■ **What you will do**:
The lines to reproduce run from the first one below to the line containing "async fn next_decision(&self)", both included. Reproduce them exactly and nothing else.

-=-=-

//! ScriptedProvider - deterministic decisions for replay and tests
//!
//! Each call to `decide` pops the next decision in the script. When the script
//! is exhausted the default decision is returned forever, which makes "model
//! that never answers" a one-liner.

use crate::provider::{DecisionProvider, LlmError, LlmResult};
use crate::types::{Decision, DecisionContext};
use tokio::sync::Mutex;
use tokio_util::sync::CancellationToken;

pub struct ScriptedProvider {
    script: Mutex<Vec<Decision>>,
    default_decision: Decision,
    prompts: Mutex<Vec<String>>,
}

impl ScriptedProvider {
    /// Always return the same decision.
    pub fn constant(decision: Decision) -> Self {
        Self {
            script: Mutex::new(Vec::new()),
            default_decision: decision,
            prompts: Mutex::new(Vec::new()),
        }
    }

    /// Replay `decisions` in order, then report the script as exhausted.
    pub fn sequence(decisions: Vec<Decision>) -> Self {
        Self {
            script: Mutex::new(decisions),
            default_decision: Decision::invalid("", "script exhausted"),
            prompts: Mutex::new(Vec::new()),
        }
    }

    /// Replay `decisions`, then keep returning `fallback`.
    pub fn sequence_then(decisions: Vec<Decision>, fallback: Decision) -> Self {
        Self {
            script: Mutex::new(decisions),
            default_decision: fallback,
            prompts: Mutex::new(Vec::new()),
        }
    }

    pub async fn call_count(&self) -> usize {
        self.prompts.lock().await.len()
    }

    /// Rendered contexts seen so far, in call order.
    pub async fn prompts(&self) -> Vec<String> {
        self.prompts.lock().await.clone()
    }

    async fn next_decision(&self) -> Decision {
        let mut script = self.script.lock().await;
        if script.is_empty() {
            self.default_decision.clone()
        } else {
            script.remove(0)
        }
    }
}

#[async_trait::async_trait]
impl DecisionProvider for ScriptedProvider {
    fn name(&self) -> &str {
        "scripted"
    }

    async fn decide(
        &self,
        context: &DecisionContext,
        cancel: CancellationToken,
    ) -> LlmResult<Decision> {
        if cancel.is_cancelled() {
            return Err(LlmError::Cancelled);
        }
        self.prompts.lock().await.push(context.render());
        Ok(self.next_decision().await)
    }
}
//! KG-Agent Tools - the Toolbox and builtin KG operations
//!
//! Each tool is a self-contained file in src/tools/.
//! To add a tool: create the file, implement the Tool trait, add it to
//! `builtin()` and `BUILTIN_TOOLS` below.

pub mod registry;
pub mod tools;

pub use registry::{
    ArgumentError, NoMemory, Param, RefResolver, Tool, ToolSpec, Toolbox, ToolboxBuilder,
};
pub use tools::neighbors::DEFAULT_DEPTH_CAP;

use kgagent_core::{Error, Result};
use std::sync::Arc;

/// Names of every builtin tool, sorted.
pub const BUILTIN_TOOLS: [&str; 12] = [
    "argmax",
    "argmin",
    "count",
    "exists",
    "filter_by_relation_value",
    "get_attribute",
    "get_head_entity",
    "get_neighbors",
    "get_relation",
    "get_relations",
    "intersect",
    "union",
];

/// Construct a builtin tool by name.
pub fn builtin(name: &str, neighbor_depth_cap: usize) -> Option<Arc<dyn Tool>> {
    use tools::*;
    let tool: Arc<dyn Tool> = match name {
        // --- Graph lookups ---
        "get_relation" => Arc::new(relation::GetRelationTool::new()),
        "get_head_entity" => Arc::new(relation::GetHeadEntityTool::new()),
        "get_relations" => Arc::new(relations::GetRelationsTool::new()),
        "get_neighbors" => Arc::new(neighbors::GetNeighborsTool::new(neighbor_depth_cap)),
        "get_attribute" => Arc::new(attribute::GetAttributeTool::new()),
        "exists" => Arc::new(exists::ExistsTool::new()),

        // --- Set algebra ---
        "intersect" => Arc::new(sets::SetOpTool::intersect()),
        "union" => Arc::new(sets::SetOpTool::union()),
        "count" => Arc::new(count::CountTool::new()),
        "filter_by_relation_value" => Arc::new(filter::FilterByValueTool::new()),
        "argmax" => Arc::new(compare::ExtremumTool::argmax()),
        "argmin" => Arc::new(compare::ExtremumTool::argmin()),
        _ => return None,
    };
    Some(tool)
}

/// Toolbox with every builtin tool.
pub fn create_default_toolbox(neighbor_depth_cap: usize) -> Result<Toolbox> {
    create_policy_toolbox(&BUILTIN_TOOLS, neighbor_depth_cap)
}

/// Toolbox restricted to `allowed_tools`.
///
/// A tool that isn't registered is never shown to the model and cannot be
/// called. Unknown names fail the build instead of being skipped.
pub fn create_policy_toolbox<S: AsRef<str>>(
    allowed_tools: &[S],
    neighbor_depth_cap: usize,
) -> Result<Toolbox> {
    let mut builder = ToolboxBuilder::new();
    for name in allowed_tools {
        let name = name.as_ref();
        match builtin(name, neighbor_depth_cap) {
            Some(tool) => {
                builder.register_arc(tool);
            }
            None => {
                tracing::warn!("Unknown tool in policy: {}", name);
                return Err(Error::misconfigured(format!("unknown tool '{}'", name)));
            }
        }
    }
    let toolbox = builder.build()?;
    tracing::debug!(tools = toolbox.len(), "toolbox built");
    Ok(toolbox)
}
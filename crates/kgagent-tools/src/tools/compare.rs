//! argmax / argmin - members with the extreme numeric attribute
//!
//! Members without a numeric value for the relation are skipped. Ties keep
//! every tied member. If no member has a numeric value the result is
//! NotGrounded rather than an empty set, so the model sees why.

use crate::registry::{Tool, ToolSpec};
use kgagent_core::{EntitySet, KnowledgeGraph, ParamType, ReturnType, ToolFault, ToolResult, Value};

#[derive(Clone, Copy, Debug, PartialEq, Eq)]
pub enum Extremum {
    Max,
    Min,
}

impl Extremum {
    fn name(self) -> &'static str {
        match self {
            Self::Max => "argmax",
            Self::Min => "argmin",
        }
    }

    fn better(self, candidate: f64, best: f64) -> bool {
        match self {
            Self::Max => candidate > best,
            Self::Min => candidate < best,
        }
    }

    /// Value of one entity: its largest (max) or smallest (min) numeric attribute.
    fn pick(self, values: impl Iterator<Item = f64>) -> Option<f64> {
        values.fold(None, |acc, v| match acc {
            Some(best) if !self.better(v, best) => Some(best),
            _ => Some(v),
        })
    }
}

pub struct ExtremumTool {
    spec: ToolSpec,
    mode: Extremum,
}

impl ExtremumTool {
    pub fn new(mode: Extremum) -> Self {
        let description = match mode {
            Extremum::Max => "Members with the largest numeric value of relation (ties kept).",
            Extremum::Min => "Members with the smallest numeric value of relation (ties kept).",
        };
        Self {
            spec: ToolSpec::new(mode.name(), description, ReturnType::EntitySet)
                .param("entities", ParamType::EntitySet)
                .param("relation", ParamType::Relation),
            mode,
        }
    }

    pub fn argmax() -> Self {
        Self::new(Extremum::Max)
    }

    pub fn argmin() -> Self {
        Self::new(Extremum::Min)
    }

    async fn run(&self, args: &[Value], graph: &dyn KnowledgeGraph) -> Result<ToolResult, ToolFault> {
        let entities = super::set_arg(args, 0)?;
        let relation = super::relation_arg(args, 1)?;

        let mut best: Option<f64> = None;
        let mut winners = EntitySet::new();
        for entity in entities {
            let values = graph.attributes(entity, relation).await;
            let Some(score) = self.mode.pick(values.iter().filter_map(|v| v.as_number())) else {
                continue;
            };
            match best {
                Some(b) if score == b => {
                    winners.insert(entity.clone());
                }
                Some(b) if !self.mode.better(score, b) => {}
                _ => {
                    best = Some(score);
                    winners.clear();
                    winners.insert(entity.clone());
                }
            }
        }

        if winners.is_empty() {
            return Err(ToolFault::not_grounded(format!(
                "no member has a numeric value for {}",
                relation
            )));
        }
        Ok(ToolResult::EntitySet(winners))
    }
}

#[async_trait::async_trait]
impl Tool for ExtremumTool {
    fn spec(&self) -> &ToolSpec {
        &self.spec
    }

    async fn execute(&self, args: &[Value], graph: &dyn KnowledgeGraph) -> ToolResult {
        self.run(args, graph).await.unwrap_or_else(ToolResult::Error)
    }
}
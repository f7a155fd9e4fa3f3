//! get_attribute - scalar value of an entity

use crate::registry::{Tool, ToolSpec};
use kgagent_core::{KnowledgeGraph, ParamType, ReturnType, ToolFault, ToolResult, Value};

/// Smallest attribute value, so multi-valued attributes answer deterministically.
pub struct GetAttributeTool {
    spec: ToolSpec,
}

impl GetAttributeTool {
    pub fn new() -> Self {
        Self {
            spec: ToolSpec::new(
                "get_attribute",
                "Literal value of an attribute of an entity (the smallest if there are several).",
                ReturnType::Literal,
            )
            .param("entity", ParamType::Entity)
            .param("relation", ParamType::Relation),
        }
    }

    async fn run(&self, args: &[Value], graph: &dyn KnowledgeGraph) -> Result<ToolResult, ToolFault> {
        let entity = super::entity_arg(args, 0)?;
        let relation = super::relation_arg(args, 1)?;
        let values = graph.attributes(entity, relation).await;
        values
            .into_iter()
            .min_by(|a, b| {
                a.sort_key()
                    .partial_cmp(&b.sort_key())
                    .unwrap_or(std::cmp::Ordering::Equal)
            })
            .map(ToolResult::Literal)
            .ok_or_else(|| {
                ToolFault::not_grounded(format!("{} has no value for {}", entity, relation))
            })
    }
}

impl Default for GetAttributeTool {
    fn default() -> Self {
        Self::new()
    }
}

#[async_trait::async_trait]
impl Tool for GetAttributeTool {
    fn spec(&self) -> &ToolSpec {
        &self.spec
    }

    async fn execute(&self, args: &[Value], graph: &dyn KnowledgeGraph) -> ToolResult {
        self.run(args, graph).await.unwrap_or_else(ToolResult::Error)
    }
}
//! Episode state machine
//!
//! `Running` moves to exactly one of `Answered`, `Failed` or `Aborted`.
//! Transitions out of a terminal status are ignored.

use crate::memory::{KnowledgeMemory, Step, SummaryPolicy};
use kgagent_core::{Answer, MemoryRef, Question};
use serde::{Deserialize, Serialize};
use std::fmt;
use std::sync::Arc;

/// Unique episode identifier - cheaply cloneable
#[derive(Clone, Debug, Hash, Eq, PartialEq, Serialize, Deserialize)]
#[serde(from = "String", into = "String")]
pub struct EpisodeId(Arc<str>);

impl EpisodeId {
    pub fn new() -> Self {
        Self(Arc::from(uuid::Uuid::new_v4().to_string()))
    }

    pub fn as_str(&self) -> &str {
        &self.0
    }
}

impl Default for EpisodeId {
    fn default() -> Self {
        Self::new()
    }
}

impl fmt::Display for EpisodeId {
    fn fmt(&self, f: &mut fmt::Formatter<'_>) -> fmt::Result {
        write!(f, "{}", self.0)
    }
}

impl From<&str> for EpisodeId {
    fn from(s: &str) -> Self {
        Self(Arc::from(s))
    }
}

impl From<String> for EpisodeId {
    fn from(s: String) -> Self {
        Self(Arc::from(s))
    }
}

impl From<EpisodeId> for String {
    fn from(id: EpisodeId) -> Self {
        id.0.to_string()
    }
}

#[derive(Clone, Copy, Debug, PartialEq, Eq, Hash, Serialize, Deserialize)]
#[serde(rename_all = "snake_case")]
pub enum EpisodeStatus {
    Running,
    Answered,
    Failed,
    Aborted,
}

impl fmt::Display for EpisodeStatus {
    fn fmt(&self, f: &mut fmt::Formatter<'_>) -> fmt::Result {
        match self {
            Self::Running => write!(f, "running"),
            Self::Answered => write!(f, "answered"),
            Self::Failed => write!(f, "failed"),
            Self::Aborted => write!(f, "aborted"),
        }
    }
}

#[derive(Clone, Copy, Debug, PartialEq, Eq, Hash, Serialize, Deserialize)]
#[serde(rename_all = "snake_case")]
pub enum AbortReason {
    StepBudgetExceeded,
    RetryBudgetExhausted,
    Cancelled,
    TimedOut,
}

impl fmt::Display for AbortReason {
    fn fmt(&self, f: &mut fmt::Formatter<'_>) -> fmt::Result {
        match self {
            Self::StepBudgetExceeded => write!(f, "step_budget_exceeded"),
            Self::RetryBudgetExhausted => write!(f, "retry_budget_exhausted"),
            Self::Cancelled => write!(f, "cancelled"),
            Self::TimedOut => write!(f, "timed_out"),
        }
    }
}

/// Everything one episode owns. Kept after termination for trace export.
#[derive(Clone, Debug)]
pub struct EpisodeState {
    pub id: EpisodeId,
    pub question: Question,
    pub memory: KnowledgeMemory,
    pub step_count: usize,
    pub status: EpisodeStatus,
    pub answer: Option<Answer>,
    pub abort_reason: Option<AbortReason>,
    /// Contract violation that failed the episode.
    pub failure: Option<String>,
}

impl EpisodeState {
    pub fn new(id: EpisodeId, question: Question, policy: SummaryPolicy) -> Self {
        Self {
            id,
            question,
            memory: KnowledgeMemory::new(policy),
            step_count: 0,
            status: EpisodeStatus::Running,
            answer: None,
            abort_reason: None,
            failure: None,
        }
    }

    pub fn is_running(&self) -> bool {
        self.status == EpisodeStatus::Running
    }

    /// Append a step and advance `step_count`.
    pub fn commit(&mut self, step: Step) -> MemoryRef {
        let r = self.memory.append(step);
        self.step_count = self.memory.len();
        r
    }

    pub fn finish(&mut self, answer: Answer) {
        if self.is_running() {
            self.status = EpisodeStatus::Answered;
            self.answer = Some(answer);
        }
    }

    pub fn abort(&mut self, reason: AbortReason) {
        if self.is_running() {
            self.status = EpisodeStatus::Aborted;
            self.abort_reason = Some(reason);
        }
    }

    pub fn fail(&mut self, message: impl Into<String>) {
        if self.is_running() {
            self.status = EpisodeStatus::Failed;
            self.failure = Some(message.into());
        }
    }
}
//! get_relations - what can be asked about an entity

use crate::registry::{Tool, ToolSpec};
use kgagent_core::{KnowledgeGraph, ParamType, ReturnType, ToolResult, Value};

pub struct GetRelationsTool {
    spec: ToolSpec,
}

impl GetRelationsTool {
    pub fn new() -> Self {
        Self {
            spec: ToolSpec::new(
                "get_relations",
                "Outgoing relations of an entity, edges and attributes alike.",
                ReturnType::RelationSet,
            )
            .param("entity", ParamType::Entity),
        }
    }
}

impl Default for GetRelationsTool {
    fn default() -> Self {
        Self::new()
    }
}

#[async_trait::async_trait]
impl Tool for GetRelationsTool {
    fn spec(&self) -> &ToolSpec {
        &self.spec
    }

    async fn execute(&self, args: &[Value], graph: &dyn KnowledgeGraph) -> ToolResult {
        match super::entity_arg(args, 0) {
            Ok(entity) => ToolResult::RelationSet(graph.relations_of(entity).await),
            Err(fault) => fault.into(),
        }
    }
}
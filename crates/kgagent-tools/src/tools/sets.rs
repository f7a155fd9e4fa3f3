//! intersect / union over entity sets

use crate::registry::{Tool, ToolSpec};
use kgagent_core::{KnowledgeGraph, ParamType, ReturnType, ToolFault, ToolResult, Value};

#[derive(Clone, Copy, Debug, PartialEq, Eq)]
pub enum SetOp {
    Intersect,
    Union,
}

impl SetOp {
    fn name(self) -> &'static str {
        match self {
            Self::Intersect => "intersect",
            Self::Union => "union",
        }
    }

    fn description(self) -> &'static str {
        match self {
            Self::Intersect => "Entities present in both sets.",
            Self::Union => "Entities present in either set.",
        }
    }
}

pub struct SetOpTool {
    spec: ToolSpec,
    op: SetOp,
}

impl SetOpTool {
    pub fn new(op: SetOp) -> Self {
        Self {
            spec: ToolSpec::new(op.name(), op.description(), ReturnType::EntitySet)
                .param("left", ParamType::EntitySet)
                .param("right", ParamType::EntitySet),
            op,
        }
    }

    pub fn intersect() -> Self {
        Self::new(SetOp::Intersect)
    }

    pub fn union() -> Self {
        Self::new(SetOp::Union)
    }

    async fn run(&self, args: &[Value], graph: &dyn KnowledgeGraph) -> Result<ToolResult, ToolFault> {
        let left = super::set_arg(args, 0)?;
        let right = super::set_arg(args, 1)?;
        let set = match self.op {
            SetOp::Intersect => graph.intersect(left, right).await,
            SetOp::Union => graph.union(left, right).await,
        };
        Ok(ToolResult::EntitySet(set))
    }
}

#[async_trait::async_trait]
impl Tool for SetOpTool {
    fn spec(&self) -> &ToolSpec {
        &self.spec
    }

    async fn execute(&self, args: &[Value], graph: &dyn KnowledgeGraph) -> ToolResult {
        self.run(args, graph).await.unwrap_or_else(ToolResult::Error)
    }
}
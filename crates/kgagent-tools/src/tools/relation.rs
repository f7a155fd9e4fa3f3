//! get_relation / get_head_entity - one hop along a relation

use crate::registry::{Tool, ToolSpec};
use kgagent_core::{KnowledgeGraph, ParamType, ReturnType, ToolFault, ToolResult, Value};

/// Tail entities of `(entity, relation, ?)`.
pub struct GetRelationTool {
    spec: ToolSpec,
}

impl GetRelationTool {
    pub fn new() -> Self {
        Self {
            spec: ToolSpec::new(
                "get_relation",
                "Entities t such that (entity, relation, t) is in the graph.",
                ReturnType::EntitySet,
            )
            .param("entity", ParamType::Entity)
            .param("relation", ParamType::Relation),
        }
    }

    async fn run(&self, args: &[Value], graph: &dyn KnowledgeGraph) -> Result<ToolResult, ToolFault> {
        let entity = super::entity_arg(args, 0)?;
        let relation = super::relation_arg(args, 1)?;
        Ok(ToolResult::EntitySet(graph.tails(entity, relation).await))
    }
}

impl Default for GetRelationTool {
    fn default() -> Self {
        Self::new()
    }
}

#[async_trait::async_trait]
impl Tool for GetRelationTool {
    fn spec(&self) -> &ToolSpec {
        &self.spec
    }

    async fn execute(&self, args: &[Value], graph: &dyn KnowledgeGraph) -> ToolResult {
        self.run(args, graph).await.unwrap_or_else(ToolResult::Error)
    }
}

/// Head entities of `(?, relation, entity)`.
pub struct GetHeadEntityTool {
    spec: ToolSpec,
}

impl GetHeadEntityTool {
    pub fn new() -> Self {
        Self {
            spec: ToolSpec::new(
                "get_head_entity",
                "Entities h such that (h, relation, entity) is in the graph.",
                ReturnType::EntitySet,
            )
            .param("entity", ParamType::Entity)
            .param("relation", ParamType::Relation),
        }
    }

    async fn run(&self, args: &[Value], graph: &dyn KnowledgeGraph) -> Result<ToolResult, ToolFault> {
        let entity = super::entity_arg(args, 0)?;
        let relation = super::relation_arg(args, 1)?;
        Ok(ToolResult::EntitySet(graph.heads(entity, relation).await))
    }
}

impl Default for GetHeadEntityTool {
    fn default() -> Self {
        Self::new()
    }
}

#[async_trait::async_trait]
impl Tool for GetHeadEntityTool {
    fn spec(&self) -> &ToolSpec {
        &self.spec
    }

    async fn execute(&self, args: &[Value], graph: &dyn KnowledgeGraph) -> ToolResult {
        self.run(args, graph).await.unwrap_or_else(ToolResult::Error)
    }
}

-=-=-

■ **Answer space**:
//! ScriptedProvider - deterministic decisions for replay and tests
//!
//! Each call to `decide` pops the next decision in the script. When the script
//! is exhausted the default decision is returned forever, which makes "model
//! that never answers" a one-liner.

use crate::provider::{DecisionProvider, LlmError, LlmResult};
use crate::types::{Decision, DecisionContext};
use tokio::sync::Mutex;
use tokio_util::sync::CancellationToken;

pub struct ScriptedProvider {
    script: Mutex<Vec<Decision>>,
    default_decision: Decision,
    prompts: Mutex<Vec<String>>,
}

impl ScriptedProvider {
    /// Always return the same decision.
    pub fn constant(decision: Decision) -> Self {
        Self {
            script: Mutex::new(Vec::new()),
            default_decision: decision,
            prompts: Mutex::new(Vec::new()),
        }
    }

    /// Replay `decisions` in order, then report the script as exhausted.
    pub fn sequence(decisions: Vec<Decision>) -> Self {
        Self {
            script: Mutex::new(decisions),
            default_decision: Decision::invalid("", "script exhausted"),
            prompts: Mutex::new(Vec::new()),
        }
    }

    /// Replay `decisions`, then keep returning `fallback`.
    pub fn sequence_then(decisions: Vec<Decision>, fallback: Decision) -> Self {
        Self {
            script: Mutex::new(decisions),
            default_decision: fallback,
            prompts: Mutex::new(Vec::new()),
        }
    }

    pub async fn call_count(&self) -> usize {
        self.prompts.lock().await.len()
    }

    /// Rendered contexts seen so far, in call order.
    pub async fn prompts(&self) -> Vec<String> {
        self.prompts.lock().await.clone()
    }

    async fn next_decision(&self) -> Decision {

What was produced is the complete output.